Description
1 Questions (50 pts)
1. (9 pts) Explain whether each scenario is a classification or regression problem. And, provide the number of
data points (n) and the number of features (p).
(a) (3 pts) We collect a set of data on the top 500 firms in the US. For each firm we record profit, number
of employees, industry and the CEO salary. We are interested in predicting CEO salary with given
factors.
Solution goes here.
(b) (3 pts) We are considering launching a new product and wish to know whether it will be a success or
a failure. We collect data on 20 similar products that were previously launched. For each product we
have recorded whether it was a success or failure, price charged for the product, marketing budget,
competition price, and ten other variables.
Solution goes here.
(c) (3 pts) We are interesting in predicting the % change in the US dollar in relation to the weekly changes
in the world stock markets. Hence we collect weekly data for all of 2012. For each week we record
the % change in the dollar, the % change in the US market, the % change in the British market, and
the % change in the German market.
Solution goes here.
2. (6 pts) The table below provides a training data set containing six observations, three predictors, and one
qualitative response variable.
X1 X2 X3 Y
0 3 0 Red
2 0 0 Red
0 1 3 Red
0 1 2 Green
-1 0 1 Green
1 1 1 Red
Suppose we wish to use this data set to make a prediction for Y when X1 = X2 = X3 = 0 using K-nearest
neighbors.
(a) (2 pts) Compute the Euclidean distance between each observation and the test point, X1 = X2 =
X3 = 0.
Solution goes here.
(b) (2 pts) What is our prediction with K = 1? Why?
Solution goes here.
(c) (2 pts) What is our prediction with K = 3? Why?
Solution goes here.
3. (12 pts) When the number of features p is large, there tends to be a deterioration in the performance of
KNN and other local approaches that perform prediction using only observations that are near the test observation for which a prediction must be made.

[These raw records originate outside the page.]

use std::path::{Path, PathBuf};
use std::sync::atomic::{AtomicBool, Ordering};
use std::sync::Arc;
use std::time::Duration;

use log::{error, info, warn};

use drawdiff::config::loader::validate_config;
use drawdiff::config::{load_config, Config};
use drawdiff::pipeline::TaskOutcome;
use drawdiff::telemetry::init_logging;
use drawdiff::{Database, DrawdiffError, StageRunner, WorkerError, WorkerPool};

const CONFIG_ENV: &str = "DRAWDIFF_CONFIG";

fn main() {
    if let Err(e) = run() {
        eprintln!("drawdiff-worker: {}", e);
        std::process::exit(1);
    }
}

fn run() -> Result<(), DrawdiffError> {
    let config = resolve_config()?;
    init_logging(&config.logging)?;

    info!(
        "Starting drawdiff worker (database: {}, storage: {})",
        config.database_path, config.storage_root
    );

    let db = Database::open(Path::new(&config.database_path))?;
    let runner = Arc::new(StageRunner::from_config(&config, db));
    let pool = WorkerPool::new(
        runner,
        config.worker_count,
        config.worker.stage_kinds.clone(),
        Duration::from_millis(config.worker.poll_interval_ms),
    )?;

    let stop = Arc::new(AtomicBool::new(false));
    let stop_flag = Arc::clone(&stop);
    ctrlc::set_handler(move || stop_flag.store(true, Ordering::Relaxed))
        .map_err(|e| WorkerError::Signal(e.to_string()))?;

    while !stop.load(Ordering::Relaxed) {
        let Some(report) = pool.recv_report_timeout(Duration::from_millis(250)) else {
            continue;
        };
        match report.outcome {
            Ok(TaskOutcome::Completed { result_ref }) => {
                info!("{} finished {} task: {}", report.worker_id, report.kind, result_ref)
            }
            Ok(TaskOutcome::Failed { error }) => {
                warn!("{} task failed terminally: {}", report.kind, error)
            }
            Ok(outcome) => log::debug!("{}: {:?}", report.worker_id, outcome),
            Err(e) => error!("{} could not process {} task: {}", report.worker_id, report.kind, e),
        }
    }

    pool.shutdown();
    pool.wait();
    info!("drawdiff worker stopped");
    Ok(())
}

/// Config file from the first argument or `DRAWDIFF_CONFIG`; built-in
/// defaults otherwise.
fn resolve_config() -> Result<Config, DrawdiffError> {
    let path = std::env::args_os()
        .nth(1)
        .map(PathBuf::from)
        .or_else(|| std::env::var_os(CONFIG_ENV).map(PathBuf::from));

    match path {
        Some(path) => Ok(load_config(&path)?),
        None => {
            let config = Config::default();
            validate_config(&config)?;
            Ok(config)
        }
    }
}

This phenomenon is known as the curse of dimensionality,
and it ties into the fact that non-parametric approaches often perform poorly when p is large.
(a) (2pts) Suppose that we have a set of observations, each with measurements on p = 1 feature, X.

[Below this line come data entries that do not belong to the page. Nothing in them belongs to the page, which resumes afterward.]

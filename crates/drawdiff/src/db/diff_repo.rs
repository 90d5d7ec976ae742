//! DiffResult repository: the `diff_results` table. Rows are immutable.

use rusqlite::{params, Connection, OptionalExtension, Row};

use super::DatabaseError;

#[derive(Debug, Clone, PartialEq)]
pub struct DiffResultRow {
    pub id: String,
    pub job_id: String,
    pub old_drawing_version_id: String,
    pub new_drawing_version_id: String,
    pub overlay_ref: String,
    pub aligned_ref: String,
    pub confidence: f64,
    pub inlier_ratio: f64,
    pub changes_detected: bool,
    pub change_count: u32,
    /// `DiffStats` as JSON.
    pub region_stats: String,
    /// `Transform2D` as JSON.
    pub transform: String,
    pub created_at: String,
}

impl DiffResultRow {
    fn from_row(row: &Row<'_>) -> Result<Self, rusqlite::Error> {
        Ok(Self {
            id: row.get("id")?,
            job_id: row.get("job_id")?,
            old_drawing_version_id: row.get("old_drawing_version_id")?,
            new_drawing_version_id: row.get("new_drawing_version_id")?,
            overlay_ref: row.get("overlay_ref")?,
            aligned_ref: row.get("aligned_ref")?,
            confidence: row.get("confidence")?,
            inlier_ratio: row.get("inlier_ratio")?,
            changes_detected: row.get("changes_detected")?,
            change_count: row.get("change_count")?,
            region_stats: row.get("region_stats")?,
            transform: row.get("transform")?,
            created_at: row.get("created_at")?,
        })
    }
}

/// Inserts the diff result of a job, or returns the one already stored for
/// it. A redelivered stage therefore never creates a second result.
pub fn insert_or_get(
    conn: &Connection,
    diff: &DiffResultRow,
) -> Result<(DiffResultRow, bool), DatabaseError> {
    let inserted = conn.execute(
        "INSERT INTO diff_results (id, job_id, old_drawing_version_id, new_drawing_version_id,
         overlay_ref, aligned_ref, confidence, inlier_ratio, changes_detected, change_count,
         region_stats, transform, created_at)
         VALUES (?1, ?2, ?3, ?4, ?5, ?6, ?7, ?8, ?9, ?10, ?11, ?12, ?13)
         ON CONFLICT (job_id) DO NOTHING",
        params![
            diff.id,
            diff.job_id,
            diff.old_drawing_version_id,
            diff.new_drawing_version_id,
            diff.overlay_ref,
            diff.aligned_ref,
            diff.confidence,
            diff.inlier_ratio,
            diff.changes_detected,
            diff.change_count,
            diff.region_stats,
            diff.transform,
            diff.created_at,
        ],
    )?;

    let stored = find_by_job(conn, &diff.job_id)?.ok_or_else(|| DatabaseError::Corrupt {
        entity: "diff_result",
        id: diff.id.clone(),
        reason: "row vanished after insert".to_string(),
    })?;
    Ok((stored, inserted == 1))
}

pub fn find_by_id(conn: &Connection, id: &str) -> Result<Option<DiffResultRow>, DatabaseError> {
    Ok(conn
        .query_row(
            "SELECT * FROM diff_results WHERE id = ?1",
            params![id],
            DiffResultRow::from_row,
        )
        .optional()?)
}

pub fn find_by_job(conn: &Connection, job_id: &str) -> Result<Option<DiffResultRow>, DatabaseError> {
    Ok(conn
        .query_row(
            "SELECT * FROM diff_results WHERE job_id = ?1",
            params![job_id],
            DiffResultRow::from_row,
        )
        .optional()?)
}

We assume that X is uniformly (evenly) distributed on [0, 1]. Associated with each observation is a
response value.
Suppose that we wish to predict a test observation’s response using only observations
that are within 10% of the range of X closest to that test observation. For instance, in order to predict
the response for a test observation with X = 0.6, we will use observations in the range [0.55, 0.65].
On average, what fraction of the available observations will we use to make the prediction?
Solution goes here.
(b) (2pts) Now suppose that we have a set of observations, each with measurements on p = 2 features, X1
and X2. We assume that predict a test observation’s response using only observations that (X1, X2)
are uniformly distributed on [0, 1] × [0, 1].
We wish to are within 10% of the range of X1 and within
10% of the range of X2 closest to that test observation. For instance, in order to predict the response
for a test observation with X1 = 0.6 and X2 = 0.35, we will use observations in the range [0.55,
0.65] for X1 and in the range [0.3, 0.4] for X2. On average, what fraction of the available observations
will we use to make the prediction?
Solution goes here.
(c) (2pts) Now suppose that we have a set of observations on p = 100 features. Again the observations
are uniformly distributed on each feature, and again each feature ranges in value from 0 to 1. We wish
to predict a test observation’s response using observations within the 10% of each feature’s range that
is closest to that test observation. What fraction of the available observations will we use to make the
prediction?
Solution goes here.
(d) (3pts) Using your answers to parts (a)–(c), argue that a drawback of KNN when p is large is that there
are very few training observations “near” any given test observation.
Solution goes here.
(e) (3pts) Now suppose that we wish to make a prediction for a test observation by creating a p-dimensional
hypercube centered around the test observation that contains, on average, 10% of the training observations. For p =1, 2, and 100, what is the length of each side of the hypercube? Comment on your
answer.
Solution goes here.
4. (6 pts) Supoose you trained a classifier for a spam detection system. The prediction result on the test set is
summarized in the following table.
Predicted class
Spam not Spam
Actual class Spam 8 2
not Spam 16 974
Calculate
(a) (2 pts) Accuracy Solution goes here.
(b) (2 pts) Precision Solution goes here.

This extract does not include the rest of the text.